Assessing Watersheds in the Andes and Amazon for Effective Conservation Investment

Andes-Amazon Basin

About This Project

Pressure on biodiversity is mounting over vast areas of the Amazon Basin. Ameliorating these pressures to safeguard natural habitats and the ecosystem services they provide to human communities requires that decision-making processes are informed by relevant and up-to-date datasets.

Watersheds served as the primary units for the analysis because of their significance for ecological and hydrological processes and their application potential for analyses required at any geographic scale. NatureServe and its collaborators assessed the relative importance of individual watersheds across a project area that covers parts of four countries, taking advantage of newly available data for:

  • Several species groups
  • Aquatic and terrestrial ecological systems
  • The distribution of threats
  • Ecosystem services

The resulting thematic analyses scale across a nested set of watersheds (Josse et al. 2013), with the purpose of providing information meaningful for conservation interventions occurring at both local and regional levels.
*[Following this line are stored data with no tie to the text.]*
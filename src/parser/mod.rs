//! Tokenizing expressions.
//!
//! There is no parse tree: the layout engine pulls tokens and arguments straight from a
//! [`Lexer`] and renders them as it goes, so each construct only consumes the syntax it owns.

pub mod lexer;

pub use self::lexer::{extract_preamble, parse_number, parse_pair, split_array, LeftRight, Lexer, Preamble, Scripts, SizeChange, StyleFlag, Token};
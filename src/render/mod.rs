//! Draw a rendered [`Subraster`] onto a `Backend`, such as a screen, a PNG image, etc.
//!
//! To do this, a `Renderer` must first be created using the `Renderer::new` function
//! and then `Renderer::render` must be called on the box and the desired backend.
//! Every horizontal run of inked pixels becomes one filled rectangle.
//!
//! ## Backends
//!
//! The [`GraphicsBackend`] trait represents all graphical operations that are needed to draw a box:
//!
//!   - setting colors: `GraphicsBackend::begin_color` and `GraphicsBackend::end_color`
//!   - drawing a filled rectangle: `GraphicsBackend::rule`
//!
//! Backends are available behind features of the crate:
//!
//!  - tiny-skia backend : `tinyskia-renderer` (render to a pixmap, png)
//!  - Raqote backend : `raqote-renderer` (render to screen, png)
//!
//! ## Coordinate system
//!
//! The origin is the top-left corner of the box, one unit per pixel, Y growing downwards.

use crate::raster::{PixelDepth, Raster, Subraster};

/// A color, as red, green, blue and alpha components.
#[derive(Debug, Clone, Copy, Default, PartialEq, Eq)]
pub struct RGBA(pub u8, pub u8, pub u8, pub u8);

impl RGBA {
    /// Opaque black
    pub const BLACK: RGBA = RGBA(0, 0, 0, 0xff);

    /// The same color with its opacity scaled by `coverage` out of 255.
    pub fn with_coverage(self, coverage: u8) -> RGBA {
        let alpha = self.3 as u16 * coverage as u16 / 255;
        RGBA(self.0, self.1, self.2, alpha as u8)
    }
}

/// Position of the cursor in space, in backend units.
#[derive(Debug, Copy, Clone, Default, PartialEq)]
pub struct Cursor {
    /// x-coordinate
    pub x: f64,
    /// y-coordinate (NB: `cursor1.y` < `cursor2.y` means `cursor1` is above `cursor2` on the screen)
    pub y: f64,
}

impl Cursor {
    /// Adds `dx` and `dy` to the x- and y- coordinates resp. of the cursor
    pub fn translate(self, dx: f64, dy: f64) -> Cursor {
        Cursor {
            x: self.x + dx,
            y: self.y + dy,
        }
    }

    /// Moves cursor by `dy` in the direction +Y
    pub fn down(self, dy: f64) -> Cursor {
        Cursor {
            x: self.x,
            y: self.y + dy,
        }
    }
}

/// The type of things outlined in debug mode (cf [`Renderer::debug`]).
#[derive(Debug, Clone, Copy, PartialEq, Eq)]
pub enum Role {
    /// the bounding box
    Bounds,
    /// the baseline row
    Baseline,
}

/// A backend that can draw filled rectangles and has some support for colors.
///
/// Implementing the function [`GraphicsBackend::bbox`] is optional (if not implemented, this function does nothing).
/// This function is only used in the debug mode of [`Renderer`].
pub trait GraphicsBackend {
    /// Only called by [`Renderer`] when [`Renderer::debug`] is true (debug mode).
    /// Draws a rectangle whose top-left corner is at `_pos` with the dimensions specified by `_width` and `_height`.
    fn bbox(&mut self, _pos: Cursor, _width: f64, _height: f64, _role: Role) {}
    /// Draws a filled rectangle whose top-left corner is at `pos`.
    fn rule(&mut self, pos: Cursor, width: f64, height: f64);
    /// Makes `color` the current used color. The color previously in use is restored with [`GraphicsBackend::end_color`].
    fn begin_color(&mut self, color: RGBA);
    /// Restores the previously used color. If there were no previous color, this function should return silently and not panic.
    fn end_color(&mut self);
}

/// Horizontal runs of equal, non-blank pixels in `row`, as (first column, length, value).
pub fn ink_runs(raster: &Raster, row: usize) -> Vec<(usize, usize, u8)> {
    let mut runs: Vec<(usize, usize, u8)> = Vec::new();
    for col in 0 .. raster.width() {
        let value = raster.get(row as isize, col as isize).unwrap_or(0);
        if value == 0 {
            continue;
        }
        match runs.last_mut() {
            Some((start, len, run)) if *run == value && *start + *len == col => *len += 1,
            _ => runs.push((col, 1, value)),
        }
    }
    runs
}

/// Context used for drawing.
#[derive(Debug, Clone)]
pub struct Renderer {
    /// When set to true, the renderer additionally calls [`GraphicsBackend::bbox`] to outline
    /// the box and its baseline.
    pub debug: bool,
    /// Color of fully inked pixels
    pub color: RGBA,
}

impl Default for Renderer {
    fn default() -> Self {
        Renderer::new()
    }
}

impl Renderer {
    /// Creates new renderer, drawing in black.
    pub fn new() -> Self {
        Renderer {
            debug: false,
            color: RGBA::BLACK,
        }
    }

    /// Draws `boxed` onto `out` with its top-left corner at the origin.
    pub fn render(&self, boxed: &Subraster, out: &mut impl GraphicsBackend) {
        self.render_at(Cursor::default(), boxed, out)
    }

    /// Draws `boxed` onto `out` with its top-left corner at `pos`.
    pub fn render_at(&self, pos: Cursor, boxed: &Subraster, out: &mut impl GraphicsBackend) {
        let raster = &boxed.raster;
        if self.debug {
            out.bbox(pos, raster.width() as f64, raster.height() as f64, Role::Bounds);
            out.bbox(pos.down(boxed.baseline as f64), raster.width() as f64, 1., Role::Baseline);
        }

        let full = raster.depth().ink();
        out.begin_color(self.color);
        for row in 0 .. raster.height() {
            for (col, len, value) in ink_runs(raster, row) {
                let shaded = raster.depth() == PixelDepth::Eight && value != full;
                if shaded {
                    out.begin_color(self.color.with_coverage(value));
                }
                out.rule(pos.translate(col as f64, row as f64), len as f64, 1.);
                if shaded {
                    out.end_color();
                }
            }
        }
        out.end_color();
    }
}

#[cfg(feature="tinyskia-renderer")]
pub mod tinyskia;
#[cfg(feature="raqote-renderer")]
pub mod raqote;


#[cfg(test)]
mod tests {
    use super::*;
    use crate::raster::BoxKind;

    #[derive(Default)]
    struct Recorder {
        rules:  Vec<(f64, f64, f64, RGBA)>,
        colors: Vec<RGBA>,
        boxes:  Vec<Role>,
    }

    impl GraphicsBackend for Recorder {
        fn bbox(&mut self, _pos: Cursor, _width: f64, _height: f64, role: Role) {
            self.boxes.push(role);
        }
        fn rule(&mut self, pos: Cursor, width: f64, _height: f64) {
            let color = self.colors.last().copied().unwrap_or_default();
            self.rules.push((pos.x, pos.y, width, color));
        }
        fn begin_color(&mut self, color: RGBA) {
            self.colors.push(color);
        }
        fn end_color(&mut self) {
            self.colors.pop();
        }
    }

    #[test]
    fn runs() {
        let mut raster = Raster::new(8, 1, PixelDepth::Eight).unwrap();
        for &(col, value) in &[(0, 255), (1, 255), (3, 255), (4, 100), (5, 100)] {
            raster.set(0, col, value).unwrap();
        }
        assert_eq!(ink_runs(&raster, 0), vec![(0, 2, 255), (3, 1, 255), (4, 2, 100)]);
    }

    #[test]
    fn one_rule_per_run() {
        let mut raster = Raster::new(6, 2, PixelDepth::One).unwrap();
        for col in 1 .. 5 {
            raster.ink(0, col).unwrap();
        }
        raster.ink(1, 0).unwrap();
        raster.ink(1, 5).unwrap();
        let boxed = Subraster::new(raster, 1, 3, BoxKind::ComposedImage);

        let mut recorder = Recorder::default();
        Renderer::new().render_at(Cursor { x: 10., y: 20. }, &boxed, &mut recorder);
        assert_eq!(recorder.rules, vec![
            (11., 20., 4., RGBA::BLACK),
            (10., 21., 1., RGBA::BLACK),
            (15., 21., 1., RGBA::BLACK),
        ]);
        assert!(recorder.colors.is_empty());
        assert!(recorder.boxes.is_empty());
    }

    #[test]
    fn grey_pixels_are_translucent() {
        let mut raster = Raster::new(2, 1, PixelDepth::Eight).unwrap();
        raster.set(0, 0, 255).unwrap();
        raster.set(0, 1, 51).unwrap();
        let boxed = Subraster::new(raster, 0, 3, BoxKind::ComposedImage);

        let mut recorder = Recorder::default();
        let renderer = Renderer { debug: true, ..Renderer::new() };
        renderer.render(&boxed, &mut recorder);
        assert_eq!(recorder.rules[0].3, RGBA::BLACK);
        assert_eq!(recorder.rules[1].3, RGBA(0, 0, 0, 51));
        assert_eq!(recorder.boxes, vec![Role::Bounds, Role::Baseline]);
    }
}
We began by using biodiversity data to measure conservation value as the irreplaceability of unprotected threatened species and ecosystems. We then combined this result with data on threats to yield a measurement of conservation urgency.

As the final analytical step, we integrated in the analysis the conservation costs (given the land opportunity cost and development of conservation enabling conditions), as well as the potential benefits from water and carbon resources.

This approach highlights places carrying the most vulnerable elements of biodiversity with the fewest options for conservation, the most potential for services benefits, and the least cost for implementing actions.

Prioritization framework incorporating conservation value, threats, and costs and benefits of conservation.

Goal

The Yungas rain forest, Peru. Photo courtesy of ECOAN.

NatureServe’s science team collaborated with an international team of researchers to compile data and develop cost-benefit analyses that identify those places within the Andes-Amazon region where investments in biodiversity conservation can yield the greatest returns, given available resources.

 

 

Significance

The Eastern Andes and the Western Amazon Basin are already recognized as one of the world’s most important areas for biodiversity richness and endemism, but the region’s countries are under pressures to increase access to land and develop natural resources for growing capital markets. Impacts from such activities increase the relevance and urgency of the themes under review in this project:

  • Vulnerable and irreplaceable elements of biodiversity
  • Value of ecosystem services
  • Current and forecasted distribution of threats
  • Opportunity cost of conservation investments

The results of these studies can support and improve not only conservation decision-making but also the application of the environmental impact assessment standards increasingly endorsed by international lenders as benchmarks for sustainable development investments.